NS=<namespace>; POD=<pod>; CONT=$(kubectl -n $NS get pod $POD -o jsonpath='{.spec.containers[0].name}')

# What it does (image + command)
kubectl -n $NS get pod $POD -o jsonpath='{.spec.containers[0].image}{"\n"}{.spec.containers[0].args}{"\n"}'

# Resource limits + current usage
kubectl -n $NS top pod $POD --containers
kubectl -n $NS get pod $POD -o jsonpath='{.spec.containers[0].resources}'

# Recent logs filtered for reconcile loops, watch storms, slow queries
kubectl -n $NS logs $POD -c $CONT --tail=200 --since=5m 2>&1 \
  | grep -iE 'reconcil|watch|scrape|index|loop|retry|slow|timeout' | tail -20

# Restart count + recent OOM
kubectl -n $NS describe pod $POD | grep -E 'Restart Count|Last State|Reason'

# Self-exported metrics (for apps that publish on /metrics)
kubectl -n $NS exec $POD -c $CONT -- wget -qO- localhost:<port>/metrics 2>/dev/null | head -50

Step 3 — apiserver / etcd specific deep-dive (when control-plane is hot)

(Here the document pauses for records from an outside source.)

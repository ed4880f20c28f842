//! One-shot creation of the database and its relations.

use std::fmt;

use crate::{
    config::Config,
    errors::{ExpenseError, Result},
    storage::{
        self,
        schema::{self, RelationKind},
        Session,
    },
};

#[derive(Debug, Clone, PartialEq, Eq)]
pub enum StepOutcome {
    Done,
    /// The step was not applied; the reason is kept for reporting.
    Skipped(String),
}

#[derive(Debug, Clone, PartialEq, Eq)]
pub struct ProvisionStep {
    pub target: String,
    pub outcome: StepOutcome,
}

impl fmt::Display for ProvisionStep {
    fn fmt(&self, f: &mut fmt::Formatter<'_>) -> fmt::Result {
        match &self.outcome {
            StepOutcome::Done => write!(f, "created {}", self.target),
            StepOutcome::Skipped(reason) => write!(f, "skipped {}: {reason}", self.target),
        }
    }
}

#[derive(Debug, Clone, Default, PartialEq, Eq)]
pub struct ProvisionReport {
    pub steps: Vec<ProvisionStep>,
}

impl ProvisionReport {
    fn record(&mut self, target: impl Into<String>, outcome: StepOutcome) {
        self.steps.push(ProvisionStep {
            target: target.into(),
            outcome,
        });
    }

    pub fn created(&self) -> impl Iterator<Item = &ProvisionStep> {
        self.steps
            .iter()
            .filter(|step| step.outcome == StepOutcome::Done)
    }
}

pub struct ProvisionService;

impl ProvisionService {
    /// Creates the database, then every relation of the configured layout.
    ///
    /// A database that cannot be created is reported and provisioning moves on
    /// to the relations; relations that already exist are skipped. Connection
    /// failures after that point abort.
    pub fn provision(config: &Config) -> Result<ProvisionReport> {
        let mut report = ProvisionReport::default();

        let ddl = schema::create_database_ddl(config)?;
        if ddl.is_empty() {
            tracing::debug!(dialect = %config.dialect, "database is created on first connect");
        } else {
            let database = config.database_name()?.to_string();
            match storage::create_database(config, &ddl) {
                Ok(()) => report.record(database, StepOutcome::Done),
                Err(err) => {
                    tracing::warn!(error = %err, "database was not created");
                    report.record(database, StepOutcome::Skipped(err.to_string()));
                }
            }
        }

        let mut session = Session::open(config)?;
        let relations = create_relations(&mut session, config)?;
        report.steps.extend(relations.steps);
        session.close()?;
        Ok(report)
    }
}

/// Creates the layout's relations on an open session, skipping existing ones.
pub fn create_relations(session: &mut Session, config: &Config) -> Result<ProvisionReport> {
    let mut report = ProvisionReport::default();
    for relation in schema::relations(config.dialect, config.layout, &config.table) {
        let created = match relation.kind {
            RelationKind::Table => session.create_table(&relation.description),
            RelationKind::View => session.create_view(&relation.description),
        };
        match created {
            Ok(()) => {
                tracing::info!(relation = %relation.name, "relation created");
                report.record(relation.name, StepOutcome::Done);
            }
            Err(ExpenseError::TableAlreadyExists(message)) => {
                tracing::warn!(relation = %relation.name, "relation already exists, skipping");
                report.record(relation.name, StepOutcome::Skipped(message));
            }
            Err(err) => return Err(err),
        }
    }
    Ok(report)
}
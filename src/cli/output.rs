use std::{fmt, io::Write};

use colored::Colorize;

use crate::errors::CliError;

/// Message categories used by the CLI output helpers.
#[derive(Clone, Copy, Debug, PartialEq, Eq)]
pub enum MessageKind {
    Info,
    Success,
    Warning,
}

fn build_label(kind: MessageKind) -> &'static str {
    match kind {
        MessageKind::Info => "[i]",
        MessageKind::Success => "[✓]",
        MessageKind::Warning => "[!]",
    }
}

pub fn styled(kind: MessageKind, message: impl fmt::Display) -> String {
    let formatted = format!("{} {message}", build_label(kind));
    match kind {
        MessageKind::Success => formatted.bright_green().to_string(),
        MessageKind::Warning => formatted.bright_yellow().to_string(),
        MessageKind::Info => formatted,
    }
}

pub fn print<W: Write>(
    out: &mut W,
    kind: MessageKind,
    message: impl fmt::Display,
) -> Result<(), CliError> {
    writeln!(out, "{}", styled(kind, message))?;
    Ok(())
}

pub fn info<W: Write>(out: &mut W, message: impl fmt::Display) -> Result<(), CliError> {
    print(out, MessageKind::Info, message)
}

pub fn success<W: Write>(out: &mut W, message: impl fmt::Display) -> Result<(), CliError> {
    print(out, MessageKind::Success, message)
}

pub fn warning<W: Write>(out: &mut W, message: impl fmt::Display) -> Result<(), CliError> {
    print(out, MessageKind::Warning, message)
}

#[cfg(test)]
mod tests {
    use super::*;

    #[test]
    fn messages_carry_their_label() {
        colored::control::set_override(false);
        assert_eq!(styled(MessageKind::Success, "Expense added."), "[✓] Expense added.");
        let mut out = Vec::new();
        warning(&mut out, "skipped").unwrap();
        assert_eq!(String::from_utf8(out).unwrap(), "[!] skipped\n");
    }
}
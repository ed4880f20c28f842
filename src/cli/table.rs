use crate::domain::Expense;

/// Describes how a column should align its contents.
#[derive(Clone, Copy, Debug, PartialEq, Eq)]
pub enum Alignment {
    Left,
    Right,
}

/// A single column in the rendered table.
#[derive(Clone, Debug, PartialEq, Eq)]
pub struct TableColumn {
    pub header: String,
    pub min_width: usize,
    pub max_width: Option<usize>,
    pub alignment: Alignment,
}

impl TableColumn {
    fn new(header: &str, min_width: usize, max_width: Option<usize>, alignment: Alignment) -> Self {
        Self {
            header: header.to_string(),
            min_width,
            max_width,
            alignment,
        }
    }
}

/// Fixed-width text table.
pub struct Table {
    pub columns: Vec<TableColumn>,
    pub rows: Vec<Vec<String>>,
    pub padding: usize,
}

impl Table {
    /// Column layout used by the expense report.
    pub fn for_expenses(expenses: &[Expense]) -> Self {
        let columns = vec![
            TableColumn::new("ID", 3, None, Alignment::Right),
            TableColumn::new("NAME", 13, Some(30), Alignment::Left),
            TableColumn::new("AMOUNT", 9, None, Alignment::Right),
            TableColumn::new("CATEGORY", 15, Some(30), Alignment::Left),
            TableColumn::new("DATE", 10, None, Alignment::Left),
        ];
        let rows = expenses
            .iter()
            .map(|expense| {
                vec![
                    expense.id.to_string(),
                    expense.name.clone(),
                    format!("{:.2}", expense.amount),
                    expense.category.clone(),
                    expense.date.clone(),
                ]
            })
            .collect();
        Self {
            columns,
            rows,
            padding: 0,
        }
    }

    /// Content width of each column from headers, rows and column limits.
    pub fn compute_widths(&self) -> Vec<usize> {
        self.columns
            .iter()
            .enumerate()
            .map(|(idx, column)| {
                let mut width = column.header.chars().count().max(column.min_width);
                for row in &self.rows {
                    if let Some(cell) = row.get(idx) {
                        width = width.max(cell.chars().count());
                    }
                }
                if let Some(max_width) = column.max_width {
                    width = width.min(max_width);
                }
                width
            })
            .collect()
    }

    pub fn render_row(&self, row: &[String], widths: &[usize]) -> String {
        let cells: Vec<String> = self
            .columns
            .iter()
            .enumerate()
            .map(|(idx, column)| {
                let text = row.get(idx).map(String::as_str).unwrap_or("");
                render_cell(text, widths[idx], column.alignment, self.padding)
            })
            .collect();
        cells.join(" ").trim_end().to_string()
    }

    /// Header, rule, then one line per row.
    pub fn render(&self) -> String {
        let widths = self.compute_widths();
        let header: Vec<String> = self.columns.iter().map(|c| c.header.clone()).collect();
        let mut lines = vec![
            self.render_row(&header, &widths),
            horizontal_rule(&widths, self.padding),
        ];
        lines.extend(self.rows.iter().map(|row| self.render_row(row, &widths)));
        lines.join("\n")
    }
}

fn truncate_text(text: &str, width: usize) -> String {
    if text.chars().count() <= width {
        return text.to_string();
    }
    if width == 0 {
        return String::new();
    }
    let mut fitted: String = text.chars().take(width - 1).collect();
    fitted.push('…');
    fitted
}

pub fn render_cell(text: &str, width: usize, alignment: Alignment, padding: usize) -> String {
    let fitted = truncate_text(text, width);
    let remaining = width.saturating_sub(fitted.chars().count());
    let (left, right) = match alignment {
        Alignment::Left => (0, remaining),
        Alignment::Right => (remaining, 0),
    };
    format!(
        "{pad}{}{fitted}{}{pad}",
        " ".repeat(left),
        " ".repeat(right),
        pad = " ".repeat(padding)
    )
}

pub fn horizontal_rule(widths: &[usize], padding: usize) -> String {
    let total: usize =
        widths.iter().map(|w| w + padding * 2).sum::<usize>() + widths.len().saturating_sub(1);
    "-".repeat(total)
}
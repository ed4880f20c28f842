#![allow(dead_code)]

use expense_tracker::{
    config::{Config, SchemaLayout},
    core::services::ProvisionService,
};
use tempfile::TempDir;

/// A SQLite database file inside a temporary directory that lives as long as
/// the guard.
pub struct TestDb {
    pub dir: TempDir,
    pub config: Config,
}

pub fn sqlite_db(layout: SchemaLayout) -> TestDb {
    let dir = TempDir::new().expect("create temp dir");
    let config = Config::sqlite(dir.path().join("expenses.db"), layout);
    TestDb { dir, config }
}

/// Like [`sqlite_db`] with every relation already created.
pub fn provisioned_db(layout: SchemaLayout) -> TestDb {
    let db = sqlite_db(layout);
    ProvisionService::provision(&db.config).expect("provision test database");
    db
}
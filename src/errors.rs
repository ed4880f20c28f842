use std::result::Result as StdResult;

use thiserror::Error;

/// Unified error type for validation, configuration and storage failures.
#[derive(Debug, Error)]
pub enum ExpenseError {
    #[error("Invalid input: {0}")]
    Validation(String),
    #[error("Wrong date format: `{0}`")]
    InvalidDateFormat(String),
    #[error("Failed to connect to database: {0}")]
    Connection(String),
    #[error("Database `{0}` does not exist")]
    MissingDatabase(String),
    #[error("Failed creating table: {0}")]
    Schema(String),
    #[error("Table already exists: {0}")]
    TableAlreadyExists(String),
    #[error("Data integrity violation: {0}")]
    DataIntegrity(String),
    #[error("Unsupported operation: {0}")]
    UnsupportedOperation(String),
    #[error("Query failed: {0}")]
    Query(String),
    #[error("Session is closed")]
    SessionClosed,
    #[error("Configuration error: {0}")]
    Config(String),
    #[error("IO error: {0}")]
    Io(#[from] std::io::Error),
}

pub type Result<T> = StdResult<T, ExpenseError>;

impl ExpenseError {
    /// True for user-input failures, including unparseable dates.
    pub fn is_validation(&self) -> bool {
        matches!(
            self,
            ExpenseError::Validation(_) | ExpenseError::InvalidDateFormat(_)
        )
    }
}

impl From<serde_json::Error> for ExpenseError {
    fn from(err: serde_json::Error) -> Self {
        ExpenseError::Config(err.to_string())
    }
}

/// User-facing CLI error wrapper.
#[derive(Error, Debug)]
pub enum CliError {
    #[error(transparent)]
    Core(#[from] ExpenseError),
    #[error("Failed to write output: {0}")]
    Output(#[from] std::io::Error),
}

#[cfg(test)]
mod tests {
    use super::*;

    #[test]
    fn date_failures_count_as_validation() {
        assert!(ExpenseError::InvalidDateFormat("someday".into()).is_validation());
        assert!(ExpenseError::Validation("Missing name.".into()).is_validation());
        assert!(!ExpenseError::Connection("refused".into()).is_validation());
        assert!(!ExpenseError::DataIntegrity("dupe".into()).is_validation());
    }

    #[test]
    fn cli_error_is_transparent_over_core_errors() {
        let err = CliError::from(ExpenseError::MissingDatabase("expenses".into()));
        assert_eq!(err.to_string(), "Database `expenses` does not exist");
    }
}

# Top request producers by verb+resource (last 30 min)
kubectl -n monitoring exec deploy/prometheus-server -- wget -qO- \
  "http://localhost:9090/api/v1/query?query=topk(15,sum%20by%20(resource,verb)%20(rate(apiserver_request_total%5B30m%5D)))" \
  | python3 -m json.tool

# Top user agents (which clients are hammering)
kubectl -n monitoring exec deploy/prometheus-server -- wget -qO- \
  "http://localhost:9090/api/v1/query?query=topk(15,sum%20by%20(user_agent)%20(rate(apiserver_request_total%5B30m%5D)))" \
  | python3 -m json.tool

# Long-running requests (WATCH / CONNECT — log streams, pod-watchers)
kubectl -n monitoring exec deploy/prometheus-server -- wget -qO- \
  "http://localhost:9090/api/v1/query?query=apiserver_longrunning_requests" \
  | python3 -m json.tool

# etcd write rate + DB size
kubectl -n monitoring exec deploy/prometheus-server -- wget -qO- \
  "http://localhost:9090/api/v1/query?query=rate(etcd_disk_wal_fsync_duration_seconds_count%5B5m%5D)" \
  | python3 -m json.tool

Step 4 — PVE host specific deep-dive (when temp / load is high)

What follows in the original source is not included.